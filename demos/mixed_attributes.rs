//! Mixed Attribute Tracking
//!
//! This example tracks an object holding scalars, a numeric array, a dict,
//! a list, a timestamp and a function reference, mirroring the log to a
//! JSON file.
//!
//! Key concepts:
//! - Initializer writes are folded into a single initial entry
//! - Containers are logged literally only when enabled
//! - The buffer keeps only the most recent entries
//! - The log file is rewritten after every change
//!
//! Run with: RUST_LOG=statesight=debug cargo run --example mixed_attributes

use chrono::Local;
use indexmap::IndexMap;
use statesight::builder::TrackerBuilder;
use statesight::core::{DynamicObject, NumericArray, Value};
use std::error::Error;
use tracing_subscriber::EnvFilter;

fn say_hello() -> String {
    println!("Hello");
    "Hello".to_string()
}

fn dict(pairs: &[(&str, &str)]) -> IndexMap<String, String> {
    pairs
        .iter()
        .map(|(k, v)| (k.to_string(), v.to_string()))
        .collect()
}

fn main() -> Result<(), Box<dyn Error>> {
    tracing_subscriber::fmt()
        .with_env_filter(
            EnvFilter::try_from_default_env().unwrap_or_else(|_| EnvFilter::new("statesight=info")),
        )
        .with_target(false)
        .init();

    println!("=== Mixed Attribute Tracking ===\n");

    let dir = tempfile::tempdir()?;
    let log_path = dir.path().join("log.json");

    let mut obj = TrackerBuilder::new()
        .buffer_size(5)
        .log_file(&log_path)
        .log_lists(true)
        .log_dicts(true)
        .log_numpy_arrays(true)
        .construct(DynamicObject::new("MyClass"), |t| {
            t.set_attribute("x", 10)?;
            t.set_attribute("y", "Hello")?;
            t.set_attribute("array", NumericArray::from_vec(vec![1.0, 2.0, 3.0]))?;
            t.set_attribute("dict_example", dict(&[("key", "value")]))?;
            t.set_attribute("list_example", vec![1, 2, 3])?;
            t.set_attribute("some_thing", Local::now())?;
            Ok(())
        })?;

    obj.set_attribute("x", 20)?;
    obj.set_attribute("y", "World")?;
    obj.set_attribute("array", NumericArray::from_vec(vec![4.0, 5.0, 6.0]))?;
    obj.set_attribute("dict_example", dict(&[("new_key", "new_value")]))?;
    obj.set_attribute("list_example", vec![4, 5, 6])?;
    obj.set_attribute("some_thing", Local::now())?;
    obj.set_attribute("some_thing", say_hello())?;
    obj.set_attribute("some_thing", Value::function("say_hello"))?;

    println!("Current state:\n{}\n", obj.to_json()?);

    // Buffer of 5: the initial entry and the first three writes were evicted
    println!("Retained entries: {}", obj.get_log().len());
    let encoder = obj.config().encoder();
    for entry in obj.get_log() {
        println!(
            "  {} {:<14} {}",
            entry.timestamp_iso(),
            entry.changed_attribute,
            encoder.encode_change(&entry.change)
        );
    }

    println!("\nLog file {}:", log_path.display());
    println!("{}", std::fs::read_to_string(&log_path)?);

    Ok(())
}
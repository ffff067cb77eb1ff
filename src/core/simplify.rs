//! Value simplification for snapshots and diffs.
//!
//! Containers are replaced by an opaque placeholder unless their logging is
//! enabled. Everything else passes through untouched. Simplification is pure
//! and total.

use super::entry::Snapshot;
use super::tracked::{is_reserved, Trackable};
use super::value::{Value, ValueKind};

/// Which container kinds are logged verbatim.
///
/// # Example
///
/// ```rust
/// use statesight::core::{SimplifyPolicy, Value, ValueKind};
///
/// let policy = SimplifyPolicy::default();
/// let list = Value::from(vec![1, 2, 3]);
/// assert_eq!(policy.simplify(&list), Value::Placeholder(ValueKind::List));
///
/// let policy = SimplifyPolicy { log_lists: true, ..SimplifyPolicy::default() };
/// assert_eq!(policy.simplify(&list), list);
/// ```
#[derive(Clone, Copy, Debug, Default, PartialEq, Eq)]
pub struct SimplifyPolicy {
    pub log_lists: bool,
    pub log_dicts: bool,
    pub log_numpy_arrays: bool,
}

impl SimplifyPolicy {
    /// Simplify a value for storage in a log entry.
    pub fn simplify(&self, value: &Value) -> Value {
        match value {
            Value::List(_) if !self.log_lists => Value::Placeholder(ValueKind::List),
            Value::Dict(_) if !self.log_dicts => Value::Placeholder(ValueKind::Dict),
            Value::Array(_) if !self.log_numpy_arrays => Value::Placeholder(ValueKind::Array),
            other => other.clone(),
        }
    }

    /// Simplified snapshot of every non-reserved attribute of an object.
    pub fn snapshot<T: Trackable + ?Sized>(&self, object: &T) -> Snapshot {
        object
            .attributes()
            .into_iter()
            .filter(|(name, _)| !is_reserved(name))
            .map(|(name, value)| {
                let simple = self.simplify(&value);
                (name, simple)
            })
            .collect()
    }
}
--------------------------------------------------
● What you should do: The expected output is every line of the records in which the string "true" appears.

● Reply:
        .log_lists(true)
        .log_dicts(true)
        .log_numpy_arrays(true)
/// let policy = SimplifyPolicy { log_lists: true, ..SimplifyPolicy::default() };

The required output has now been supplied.